At the NRO corner, Sarah Palin (or her ghostwriter) takes a moment to rally the Republican Senators against the evil that is New START. "It's a trap!" she screams. "Run away!" New START recognizes a link between offensive and defensive weapons
December 21, 2010


At the NRO corner, Sarah Palin (or her ghostwriter) takes a moment to rally the Republican Senators against the evil that is New START. "It's a trap!" she screams. "Run away!"

New START recognizes a link between offensive and defensive weapons – a position the Russians have sought for years.  Russia claims the treaty constrains U.S. missile defenses and that they will withdraw from the treaty if we pursue missile defenses.  This linkage virtually guarantees that either we limit our missile defenses or the Russians will withdraw from the treaty.  The Obama administration claims that this is not the case; but if that is true, why agree to linking offensive and defensive weapons in the treaty?  At the height of the Cold War, President Reagan pursued missile defense while also pursuing verifiable arms control with the then-Soviet Union.  That position was right in the 1980’s, and it is still right today.  We cannot and must not give up the right to missile defense to protect our population – whether the missiles that threaten us come from Russia, Iran, China, North Korea, or anywhere else. I fought the Obama administration’s plans to cut funds for missile defense in Alaska while I was Governor, and I will continue to speak out for missile defenses that will protect our people and our allies.

It would be too easy to rebut her many incorrect assumptions and faulty logic, especially about the actions she may or may not have taken during her half-term as governor. It's not as bad as Romney's tirade against New START, but it's damned close in the level of stupidity and backwardness. Fortunately, there's a writer who has presented a counter-argument in The American Conservative magazine, of all places.

This is one thing in the treaty debate that has never made much sense. Treaty opponents are overwhelmingly drawn from the ranks of people who viscerally dislike and distrust the Russian government, but they ought to be among the first to want to put Russia under a verification regime. As it stands, they are working very hard to prevent the re-establishment of any verification regime. Whether or not they claim to want some ideally superior means of verification, they are taking the position that the regime established by this treaty should not be implemented.

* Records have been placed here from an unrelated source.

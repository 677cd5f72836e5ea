use crate::infra::build_services;
use clap::Args;
use relocation_calc::calculations::{CalculationResult, Interview};
use relocation_calc::config::AppConfig;
use relocation_calc::error::AppError;
use relocation_calc::telemetry;
use std::collections::BTreeMap;
use std::path::{Path, PathBuf};

#[derive(Args, Debug)]
pub(crate) struct EstimateArgs {
    /// Interview responses as JSON
    #[arg(long)]
    pub(crate) interview: PathBuf,
    /// Also compute accessibility maps and routing (requires a routing service)
    #[arg(long)]
    pub(crate) accessibility: bool,
}

pub(crate) fn read_interview(path: &Path) -> Result<Interview, AppError> {
    let raw = std::fs::read_to_string(path)?;
    Ok(serde_json::from_str(&raw)?)
}

pub(crate) async fn run_estimate(args: EstimateArgs) -> Result<(), AppError> {
    let config = AppConfig::load()?;
    telemetry::init(&config.telemetry)?;

    let interview = read_interview(&args.interview)?;
    if interview.addresses.is_empty() {
        return Err(AppError::InvalidInput(format!(
            "{} contains no addresses",
            args.interview.display()
        )));
    }

    let (services, _model) = build_services(&config)?;

    let mut costs: BTreeMap<String, CalculationResult> = BTreeMap::new();
    for address in interview.addresses() {
        let result = services.costs.calculate(address, &interview).await;
        costs.insert(address.uuid.clone(), result);
    }

    let output = if args.accessibility {
        let mut accessibility = BTreeMap::new();
        for address in interview.addresses() {
            let outcome = services
                .accessibility
                .calculate(address, &interview, &services.accessibility_config)
                .await;
            accessibility.insert(address.uuid.clone(), outcome);
        }
        serde_json::json!({ "monthlyCost": costs, "accessibility": accessibility })
    } else {
        serde_json::json!({ "monthlyCost": costs })
    };

    println!("{}", serde_json::to_string_pretty(&output)?);
    Ok(())
}
#![allow(dead_code)]

use std::sync::Mutex;

use async_trait::async_trait;
use geojson::{Feature, FeatureCollection};
use relocation_calc::accessibility::{
    AccessibilityConfig, AccessibilityMapRequest, AccessibilityMapResponse, GatewayError,
    ModeRouting, RoutingGateway, TimeDistanceRequest, TimeDistanceResponse, TravelMode,
};
use relocation_calc::calculations::vehicles::{
    OwnershipPredictor, OwnershipQuery, PredictionError,
};
use relocation_calc::calculations::{Address, Interview};
use serde_json::json;

pub const TRANSIT_SCENARIO: &str = "weekday-transit";
pub const SIMPLE_MODES_SCENARIO: &str = "empty-network";

/// Routing gateway that records requests and answers from the request itself.
///
/// Destinations whose feature carries a `behavior` property of `fail` or
/// `panic` make routing to them error out or panic. Scenarios listed in
/// `failing_scenarios` answer isochrone requests with an error status.
#[derive(Default)]
pub struct RecordingGateway {
    pub failing_scenarios: Vec<String>,
    map_requests: Mutex<Vec<AccessibilityMapRequest>>,
    route_requests: Mutex<Vec<TimeDistanceRequest>>,
}

impl RecordingGateway {
    pub fn failing_scenario(scenario: &str) -> Self {
        Self {
            failing_scenarios: vec![scenario.to_string()],
            ..Self::default()
        }
    }

    pub fn map_requests(&self) -> Vec<AccessibilityMapRequest> {
        self.map_requests.lock().expect("gateway mutex poisoned").clone()
    }

    pub fn route_requests(&self) -> Vec<TimeDistanceRequest> {
        self.route_requests.lock().expect("gateway mutex poisoned").clone()
    }

    pub fn call_count(&self) -> usize {
        self.map_requests().len() + self.route_requests().len()
    }
}

#[async_trait]
impl RoutingGateway for RecordingGateway {
    async fn accessibility_map(
        &self,
        request: AccessibilityMapRequest,
    ) -> Result<AccessibilityMapResponse, GatewayError> {
        self.map_requests
            .lock()
            .expect("gateway mutex poisoned")
            .push(request.clone());

        if self.failing_scenarios.contains(&request.transit_scenario) {
            return Ok(AccessibilityMapResponse::Error {
                error: Some("scenario not found".to_string()),
            });
        }

        let ceiling = request.max_total_travel_time_minutes;
        let durations = [ceiling / 3, 2 * ceiling / 3, ceiling].map(|minutes| f64::from(minutes) * 60.0);
        Ok(AccessibilityMapResponse::Success {
            polygons: polygons(&durations),
        })
    }

    async fn time_distance_by_mode(
        &self,
        request: TimeDistanceRequest,
    ) -> Result<TimeDistanceResponse, GatewayError> {
        self.route_requests
            .lock()
            .expect("gateway mutex poisoned")
            .push(request.clone());

        match request
            .destination
            .property("behavior")
            .and_then(|value| value.as_str())
        {
            Some("fail") => return Err(GatewayError::Transport("connection reset".to_string())),
            Some("panic") => panic!("routing engine crashed"),
            _ => {}
        }

        Ok(request
            .modes
            .iter()
            .enumerate()
            .map(|(index, mode)| {
                let routing = match mode {
                    TravelMode::Driving => ModeRouting::failed("noRoutingFound"),
                    _ => ModeRouting::success(1_000.0 * (index as f64 + 1.0), 600.0 * (index as f64 + 1.0)),
                };
                (*mode, routing)
            })
            .collect())
    }
}

/// Predictor with a fixed answer.
pub struct FixedPredictor(pub u32);

#[async_trait]
impl OwnershipPredictor for FixedPredictor {
    async fn predict(&self, _query: &OwnershipQuery) -> Result<u32, PredictionError> {
        Ok(self.0)
    }
}

pub fn polygons(durations: &[f64]) -> FeatureCollection {
    let features: Vec<_> = durations
        .iter()
        .map(|seconds| {
            json!({
                "type": "Feature",
                "geometry": {
                    "type": "Polygon",
                    "coordinates": [[[0.0, 0.0], [1.0, 0.0], [1.0, 1.0], [0.0, 0.0]]]
                },
                "properties": { "durationSeconds": seconds, "areaSqM": 1_000_000.0 }
            })
        })
        .collect();
    serde_json::from_value(json!({ "type": "FeatureCollection", "features": features }))
        .expect("collection parses")
}

pub fn point_feature(lon: f64, lat: f64, properties: serde_json::Value) -> Feature {
    serde_json::from_value(json!({
        "type": "Feature",
        "geometry": { "type": "Point", "coordinates": [lon, lat] },
        "properties": properties
    }))
    .expect("point feature")
}

pub fn config() -> AccessibilityConfig {
    AccessibilityConfig {
        transit_scenario: Some(TRANSIT_SCENARIO.to_string()),
        simple_modes_scenario: Some(SIMPLE_MODES_SCENARIO.to_string()),
        departure_seconds_since_midnight: 28_800,
        departure_date: chrono::NaiveDate::from_ymd_opt(2024, 5, 1),
    }
}

/// Household of two with one car, one rented candidate address and the given
/// destinations as `(uuid, behavior)`.
pub fn interview(destinations: &[(&str, &str)]) -> Interview {
    let destinations: serde_json::Map<String, serde_json::Value> = destinations
        .iter()
        .enumerate()
        .map(|(index, (uuid, behavior))| {
            (
                uuid.to_string(),
                json!({
                    "_sequence": index + 1,
                    "_uuid": uuid,
                    "name": format!("destination {}", index + 1),
                    "geography": {
                        "type": "Feature",
                        "geometry": { "type": "Point", "coordinates": [-73.57 + index as f64 * 0.01, 45.50] },
                        "properties": { "behavior": behavior }
                    }
                }),
            )
        })
        .collect();

    serde_json::from_value(json!({
        "household": {
            "income": "060000_069999",
            "persons": {
                "p1": { "_sequence": 1, "_uuid": "p1", "drivingLicenseOwnership": "yes" },
                "p2": { "_sequence": 2, "_uuid": "p2", "drivingLicenseOwnership": "no" }
            }
        },
        "cars": {
            "car-1": { "_sequence": 1, "_uuid": "car-1", "category": "passengerCar", "engineType": "gas" }
        },
        "destinations": destinations,
        "addresses": {
            "home-1": {
                "_sequence": 1,
                "_uuid": "home-1",
                "ownership": "rent",
                "rentMonthly": 1500,
                "areUtilitiesIncluded": true,
                "geography": {
                    "type": "Feature",
                    "geometry": { "type": "Point", "coordinates": [-73.6, 45.5] },
                    "properties": {}
                }
            }
        }
    }))
    .expect("interview parses")
}

pub fn address(interview: &Interview, uuid: &str) -> Address {
    interview.addresses.get(uuid).cloned().expect("address exists")
}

Despite the best efforts of some hawkish interventionists to pretend that arms control is a relic of the past and irrelevant to today’s problems, they are the ones most likely to portray Russia as an existing or emerging threat to its neighbors. They should be the ones most eager to limit and constrain Russia through treaty obligations. Even if they don’t believe that Russia will comply with the treaty, it is hawks who should want to impose obligations and limits on Russia’s arsenal. Instead, it is the most anti-Russian and hawkish figures who are effectively enabling Russian power. What is remarkable about this is that these are the same people who could not stop haranguing the administration for betraying Poland and the Czech Republic when there was no betrayal, and they are the ones who remain convinced that it is the administration that is giving in to Russian demands when Russia has obtained virtually nothing tangible from the “reset.” Now that they are presented with an opportunity to side with European allies in support of greater U.S. and European security, they have opted instead for a rejectionist position that would keep the U.S. largely blind to Russian activities, increase uncertainty about Russia’s arsenal, and add to allied anxieties about potential Russian threats.

It's a no-brainer. Moderate Republicans should support New START because it does in fact limit Russian nuclear weapons and it sets up the opportunity to re-engage them on other issues, such as tactical nuclear missiles. The hard-right Republicans just want Russia to portray a symbol of unending threat, so it justifies spending lots of money on defense programs. The latter don't need arms control treaties to make their argument; the former recognize the need, but have to drum up the courage to stand up to their colleagues. We'll see who wins this round, sanity or madness.

Sarah Palin should stick to issues she understands, like shooting moose or wolves from planes, rather than addressing serious national security issues of which she has no comprehension. At the least, reflexively going against an arms control initiative because the Bush-initiated agreement might be completed under Obama's term, while every former Secretary of State and all of the active duty general officer is for it, is really not a great idea.